Gemiddeld meer zaadbalkankerpatiënten bij defensie.
“We moeten deze mannen echt meer bewust maken”
Jeroen Peters, militair huisarts en brigade-arts:
“In het buitenland hangt ‘Check your balls’ wel in kleedkamers”
Wat mij opvalt, is dat in het buitenland (VS/UK), in kleedkamers van de kazernes of sportfaciliteiten altijd wel een poster hangt. ‘Check your balls monthly’, luidt de boodschap. In Nederland zie ik ze niet (meer) hangen. En dat terwijl de mannen die bij ons werken bijna allemaal tot de doelgroep behoren. In de 13 jaar dat ik dit werk doe, heb ik zo’n 225 mannen met zaadbalkanker gezien. Sommige civiele huisartsen zien het 1 keer in hun carrière. Ik ben bijvoorbeeld scherp op mannen met borstontwikkeling. Veel civiele huisartsen weten niet dat dat een signaal in de richting van zaadbalkanker kan zijn.
Daarnaast probeer ik vooral bewustwording te creëren. Check gewoon een keer in de maand die ballen, mannen. Of laat het je partner doen. Want vaak hoor ik mannen op mijn spreekuur zeggen: mijn partner heeft iets gevoeld.
De ‘Check je kiwi’s’ campagne van Stichting Zaadbalkanker sluit hier natuurlijk mooi op aan. Het was voor mij een trigger om hier werk van te maken binnen defensie met een postercampagne. Dat de boodschap van een stichting komt, maakt het extra krachtig. Want ik weet dat veel mannen die de diagnose krijgen nog nooit van zaadbalkanker hebben gehoord. Het is niet zo dat het een taboe is, maar ik wil het gesprek wel op gang brengen vóórdat iemand ermee te maken heeft. Voorlichten is stap 1, hoe je elke maand moet checken is stap 2. Daar komt een beetje discipline bij kijken, maar dat hebben deze mannen wel.”
Bjorn Vosselman, militair en zaadbalkankerpatiënt:
“Teelbalkanker kende ik, maar checken had ik nog nooit gedaan”

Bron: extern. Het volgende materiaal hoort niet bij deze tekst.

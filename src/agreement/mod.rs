//! Per-category agreement computation.
//!
//! This module turns per-item label multisets into pairwise agreement
//! counts and normalizes them into one rate per category.

pub mod calculator;
pub mod error;

pub use calculator::*;
pub use error::*;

De arts op de kazerne vertelde me dat het twee dingen kunnen zijn. Een waterbreuk of zaadbalkanker. Hij stuurde me direct door naar het ziekenhuis. En ik ging eigenlijk wel uit van het ergste. Teelbalkanker kende ik wel van naam, maar ik moet eerlijk toegeven: checken heb ik echt nog nooit gedaan. Het lijkt zo ver van je bed. Met collega’s heb ik het er ook nooit over gehad. Tot je het zelf hebt, dan kent opeens iedereen wel iemand met zaadbalkanker.
Ik sta er heel open in, zie wel wat er op me afkomt . Natuurlijk is het balen dat je hiermee te maken hebt, en ben je bang dat het terugkomt. Ik heb ook een kinderwens, dus dat je daar nu opeens over moet nadenken is wel heftig.
Ik kon na de operatie drie dingen doen: niets, chemo en nagenoeg onvruchtbaar worden, of 10-15 keer bestralen. Ik vond het risico van niks doen wel groot, 25-30% kans op terugkeer is aanzienlijk. Dus heb ik toch voor de chemo gekozen. Eén behandeling was in mijn geval voldoende. Die week was afzien en daarna heb ik mijn leven weer opgepakt. Ik heb me na de operatie trouwens wel een ruime week down gevoeld. En zo ben ik helemaal niet, dus ik wist dat er iets niet goed zat. Mijn testosteronwaarde was te laag. Maar inmiddels heeft mijn andere bal de aanmaak van testosteron weer opgepakt en zit ik ook veel lekkerder in mijn vel. Ik ben snel weer gaan werken en sporten. Zo doe ik alles op mijn eigen manier. Met steun van mijn ouders en broertje. Vrienden heb ik wel gevraagd of zij hun ballen wél checken. Niemand deed het, nu wel. Het zou een gewoonte moeten worden. Ik hoop dat ze dat nu beseffen. Ik in elk geval wel. En ik was er op tijd bij, dat scheelt. Ik heb ook helemaal geen tijd voor kanker, dacht ik, toen ik de diagnose kreeg. Ik ben in de bloei van mijn leven. Mensen waarschuwen mij voor een klap, waarvan ik natuurlijk hoop dat die niet gaat komen.”